Secondly, there are a lot of pitfalls serving tables for a living that I had forgotten about....so I figure, why not share those with you...my "hates" as a server.  Before I begin though, there are some things that I like about serving.  I have been lucky enough to have some of the best regulars in the world at my stops in the serving world (with a couple notable exceptions that I will enumerate later) who I consider to be more friends than customers and who can single-handedly brighten my day if they show up.  I also make fairly decent money, especially considering the actual number of hours I work in a week, that I get to take home day to day.  Its nice to not have to wait for a paycheck.  There are also shifts where I do feel like I both A) did a great job and B) the guests knew/cared that I did a great job which does give a sense of accomplishment in certain respects.  Now that being said....I do have some things I want to say.  Most of this is just to get off my chest, but maybe it will help some of you realize that you are doing things that drive us (servers) crazy.

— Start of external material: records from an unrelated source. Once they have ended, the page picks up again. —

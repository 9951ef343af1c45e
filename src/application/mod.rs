//! Application layer orchestrating route loading.
//!
//! - [`chain_builder::ChainBuilder`] - Folds route sources into a redirect chain

pub mod chain_builder;

pub use chain_builder::ChainBuilder;
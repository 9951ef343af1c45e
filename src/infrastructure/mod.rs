//! Infrastructure layer for external integrations.
//!
//! This layer implements interfaces defined by the domain layer, providing
//! concrete route sources and the document formats they decode.
//!
//! # Modules
//!
//! - [`format`] - YAML and JSON route document decoding
//! - [`sources`] - Static, encoded, file and Redis route sources

pub mod format;
pub mod sources;
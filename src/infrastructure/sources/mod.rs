//! Route source implementations.
//!
//! Every source implements [`crate::domain::source::EntrySource`]:
//! - [`StaticRoutes`] - Routes known from configuration
//! - [`EncodedRoutes`] - YAML or JSON document held in memory
//! - [`FileRoutes`] - YAML or JSON document read from disk
//! - [`RedisRouteStore`] - Redis hash scanned once at startup

mod encoded;
mod file;
mod redis_store;
mod static_routes;

pub use encoded::EncodedRoutes;
pub use file::FileRoutes;
pub use redis_store::RedisRouteStore;
pub use static_routes::StaticRoutes;
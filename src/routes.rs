//! Top-level router configuration.
//!
//! # Route Structure
//!
//! There are no per-path routes: every request, whatever its method or path,
//! goes through the redirect middleware and, on a miss, reaches the default
//! handler registered as the router fallback.
//!
//! # Middleware
//!
//! - **Tracing** - Structured request/response logging (outermost)
//! - **Redirect** - Chain lookup, `302 Found` on hit

use crate::api::handlers::default_handler;
use crate::api::middleware::{redirect, tracing};
use crate::state::AppState;
use axum::{Router, middleware};

/// Constructs the application router.
///
/// # Arguments
///
/// - `state` - redirect chain and default body shared by all requests
pub fn app_router(state: AppState) -> Router {
    Router::new()
        .fallback(default_handler)
        .layer(middleware::from_fn_with_state(state.clone(), redirect::layer))
        .layer(tracing::layer())
        .with_state(state)
}
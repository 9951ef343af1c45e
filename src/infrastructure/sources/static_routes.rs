//! In-memory route source built from configuration.

use crate::domain::entities::Entry;
use crate::domain::source::{EntrySource, SourceError};
use async_trait::async_trait;

/// Fixed set of routes known before startup, typically `STATIC_ROUTES`.
#[derive(Debug, Clone, Default)]
pub struct StaticRoutes {
    entries: Vec<Entry>,
}

impl StaticRoutes {
    pub fn new(entries: Vec<Entry>) -> Self {
        Self { entries }
    }
}

impl<P, T> FromIterator<(P, T)> for StaticRoutes
where
    P: Into<String>,
    T: Into<String>,
{
    fn from_iter<I: IntoIterator<Item = (P, T)>>(pairs: I) -> Self {
        Self::new(pairs.into_iter().map(Entry::from).collect())
    }
}

#[async_trait]
impl EntrySource for StaticRoutes {
    fn name(&self) -> String {
        "static routes".to_string()
    }

    async fn entries(&self) -> Result<Vec<Entry>, SourceError> {
        Ok(self.entries.clone())
    }
}
//! HTTP request/response tracing middleware.

use tower_http::LatencyUnit;
use tower_http::classify::{ServerErrorsAsFailures, SharedClassifier};
use tower_http::trace::{DefaultMakeSpan, DefaultOnResponse, TraceLayer};
use tracing::Level;

/// Creates the access log layer applied to every request.
///
/// Opens an `INFO` span per request (method, URI, version) and logs the
/// status and latency in milliseconds when the response is sent. Redirects
/// and default responses are logged alike.
///
/// # Example Logs
///
/// ```text
/// INFO request{method=GET uri=/docs version=HTTP/1.1}: finished processing request latency=0 ms status=302
/// INFO request{method=GET uri=/missing version=HTTP/1.1}: finished processing request latency=0 ms status=200
/// ```
pub fn layer() -> TraceLayer<SharedClassifier<ServerErrorsAsFailures>> {
    TraceLayer::new_for_http()
        .make_span_with(DefaultMakeSpan::new().level(Level::INFO))
        .on_response(
            DefaultOnResponse::new()
                .level(Level::INFO)
                .latency_unit(LatencyUnit::Millis),
        )
}
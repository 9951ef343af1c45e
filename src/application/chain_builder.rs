//! Handler chain construction from an ordered list of route sources.

use crate::domain::entities::build_lookup;
use crate::domain::handler::{Handler, make_handler};
use crate::domain::source::{EntrySource, SourceError};
use std::sync::Arc;
use tracing::{debug, info};

/// Builds a redirect chain by folding route sources over a terminal handler.
///
/// Sources are layered in the order they are added: each new layer wraps the
/// previous one, so a source added later shadows every earlier source and the
/// terminal handler.
///
/// # Example
///
/// ```rust,ignore
/// let redirects = ChainBuilder::new()
///     .layer(StaticRoutes::from_iter([("/docs", "https://example.com/docs")]))
///     .layer(FileRoutes::yaml("routes.yml"))
///     .build(Arc::new(Passthrough))
///     .await?;
/// ```
#[derive(Default)]
pub struct ChainBuilder {
    sources: Vec<Box<dyn EntrySource>>,
}

impl ChainBuilder {
    pub fn new() -> Self {
        Self::default()
    }

    /// Adds `source` as the new outermost layer.
    pub fn layer(self, source: impl EntrySource + 'static) -> Self {
        self.layer_boxed(Box::new(source))
    }

    /// Adds an already boxed source as the new outermost layer.
    pub fn layer_boxed(mut self, source: Box<dyn EntrySource>) -> Self {
        self.sources.push(source);
        self
    }

    /// Number of layers added so far.
    pub fn len(&self) -> usize {
        self.sources.len()
    }

    pub fn is_empty(&self) -> bool {
        self.sources.is_empty()
    }

    /// Reads every source in order and wraps `terminal` with one redirect
    /// layer per source.
    ///
    /// Sources are consumed, so any connection they hold is released before
    /// the chain is returned.
    ///
    /// # Errors
    ///
    /// Returns the first [`SourceError`] raised by a source. Sources after
    /// the failing one are not read and no chain is returned.
    pub async fn build(self, terminal: Arc<dyn Handler>) -> Result<Arc<dyn Handler>, SourceError> {
        let mut handler = terminal;

        for source in self.sources {
            let name = source.name();
            debug!("Loading routes from {}", name);

            let table = build_lookup(source.entries().await?);
            info!("Loaded {} routes from {}", table.len(), name);

            handler = Arc::new(make_handler(table, handler));
        }

        Ok(handler)
    }
}
//! HTTP server initialization and runtime setup.
//!
//! Builds the redirect chain from the configured sources, then runs the Axum
//! server until a shutdown signal arrives.

use crate::application::ChainBuilder;
use crate::config::Config;
use crate::domain::{Handler, Passthrough, SourceError};
use crate::infrastructure::sources::{FileRoutes, RedisRouteStore, StaticRoutes};
use crate::routes::app_router;
use crate::state::AppState;

use anyhow::{Context, Result};
use std::net::SocketAddr;
use std::sync::Arc;
use tracing::info;

/// Builds the redirect chain described by `config`.
///
/// Layers, innermost first: static routes, YAML file, JSON file, Redis
/// bucket. Unconfigured sources are skipped.
///
/// # Errors
///
/// Returns the [`SourceError`] of the first source that cannot be read or
/// parsed; no chain is built in that case.
pub async fn build_redirects(config: &Config) -> Result<Arc<dyn Handler>, SourceError> {
    let mut builder = ChainBuilder::new().layer(
        config
            .static_routes
            .iter()
            .map(|(path, url)| (path.clone(), url.clone()))
            .collect::<StaticRoutes>(),
    );

    if let Some(ref path) = config.yaml_path {
        info!("Reading additional routes from {}", path.display());
        builder = builder.layer(FileRoutes::yaml(path));
    }

    if let Some(ref path) = config.json_path {
        info!("Reading additional routes from {}", path.display());
        builder = builder.layer(FileRoutes::json(path));
    }

    if let Some(ref redis_url) = config.redis_url {
        info!("Reading additional routes from Redis");
        builder = builder.layer(RedisRouteStore::new(redis_url, &config.redis_routes_key)?);
    }

    builder.build(Arc::new(Passthrough)).await
}

/// Runs the HTTP server with the given configuration.
///
/// Initializes:
/// - Redirect chain (all sources read before the listener is bound)
/// - Axum HTTP server with graceful shutdown
///
/// # Errors
///
/// Returns an error if:
/// - A route source is unavailable or malformed
/// - Server bind fails
/// - Server runtime error occurs
pub async fn run(config: Config) -> Result<()> {
    let redirects = build_redirects(&config)
        .await
        .context("Failed to build redirect chain")?;
    info!("Redirect chain ready");

    let state = AppState::new(redirects, config.default_body.as_str());
    let app = app_router(state);

    let addr: SocketAddr = config.listen_addr.parse()?;
    let listener = tokio::net::TcpListener::bind(addr).await?;
    info!("Listening on http://{addr}");

    axum::serve(listener, app)
        .with_graceful_shutdown(shutdown_signal())
        .await?;

    Ok(())
}

/// Waits for Ctrl+C or, on Unix, SIGTERM.
async fn shutdown_signal() {
    let ctrl_c = async {
        if let Err(e) = tokio::signal::ctrl_c().await {
            tracing::error!("Failed to install Ctrl+C handler: {}", e);
            std::future::pending::<()>().await;
        }
    };

    #[cfg(unix)]
    let terminate = async {
        match tokio::signal::unix::signal(tokio::signal::unix::SignalKind::terminate()) {
            Ok(mut signal) => {
                signal.recv().await;
            }
            Err(e) => {
                tracing::error!("Failed to install SIGTERM handler: {}", e);
                std::future::pending::<()>().await;
            }
        }
    };

    #[cfg(not(unix))]
    let terminate = std::future::pending::<()>();

    tokio::select! {
        _ = ctrl_c => {},
        _ = terminate => {},
    }

    info!("Shutdown signal received");
}
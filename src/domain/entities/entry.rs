//! Route entry entity: one path-to-URL configuration record.

use serde::Deserialize;

/// A single `(path, url)` pair read from a route source.
///
/// Both fields fall back to an empty string when absent from the source
/// record. Targets are opaque and never validated.
#[derive(Debug, Clone, Default, PartialEq, Eq, Deserialize)]
#[serde(default)]
pub struct Entry {
    pub path: String,
    #[serde(rename = "url")]
    pub target: String,
}

impl Entry {
    /// Creates a new Entry instance.
    pub fn new(path: impl Into<String>, target: impl Into<String>) -> Self {
        Self {
            path: path.into(),
            target: target.into(),
        }
    }
}

impl<P, T> From<(P, T)> for Entry
where
    P: Into<String>,
    T: Into<String>,
{
    fn from((path, target): (P, T)) -> Self {
        Self::new(path, target)
    }
}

1.) People who have overly complex drink orders or order multiple drinks at once



Now, the exception to this is if you order a regular drink and an alcoholic drink.  You people are okay with me...if for no other reason that if you are drinking alcohol, you are probably going to entertain me a little and probably are going to tip better (the basic law of check average tells us this is true).  Now, for the rest of you assholes...please stop ordering decaf coffee at 2 PM in July to go with your half sweet tea, half unsweet tea....extra lime.  Then there are the water "with extra lemons and can you bring extra sugar too so I can make my own lemonade at the table" people who I have on more than one occasion considered charging for a lemonade when they do this.  My table is not a lemonade stand you cheap bastards.  Whenever people do this, I make a mental note of them in the hope that I will encounter them at THEIR places of employment and then I try to get free stuff from them shamelessly.  If you can't get by with one drink that has free refills and isn't some ridiculous ratio of sweet tea to water to unsweet tea concoction, then you don't need to go out to eat.  Also, the more complicated/stupid the drink order, the more likely you are just a douche that is going to hate everything we do anyways because you are too picky to be taken care of by anyone other than their mothers.

2.) Servers are emotionally unstable people....and folks who work in the kitchen are worse

"Here is your drink ma'am....please love me FOREVER!"

This one is probably more a function of where I am in my life.  I have a stable home life with a loving family and while we aren't loaded by any stretch of the imagination....we get by fairly comfortably.  I am, generally speaking, older than most of my coworkers and, as a result, just don't care about a lot of the things they care about.  That being said....it is amazing to me the type of person you have to be in order to be a server.  You really have to just put yourself on stage and out there over and over again....hoping that that will be good enough to get a good tip and make your livelihood.  However...this process also makes servers very fragile people in a lot of ways where if ANYTHING goes wrong...then they can just go completely off the rails in a hurry.  Every day, I see servers who come in and either got in a fight with their roommate or broke up with their boyfriend or had their cable turned off that morning and just watch them unravel during the course of the shift.  By the end of the night, they are near tears, screaming at anyone/everyone, and the rest of us have to basically do their jobs for them.  Now, the truly spectacular meltdowns, though, are saved for the kitchen guys.  I don't pretend to be able to understand the stress of working in a kitchen during a busy shift...but I am amazed at the amount of times I have seen a simple request from a server/guest/manager/fellow kitchen person turn into a profanity-laced tirade followed by them quitting.  While some of these things are funny, most of the time it just makes my life more difficult and hurt my money making ability.  I'm sure you had fun getting completely hammered with the kitchen staff last night, but you are 45 minutes late and I had to wait for you before they would let me go home.  I will now scream in your ear and hope that it will ring in your hangover-addled head for a couple of hours.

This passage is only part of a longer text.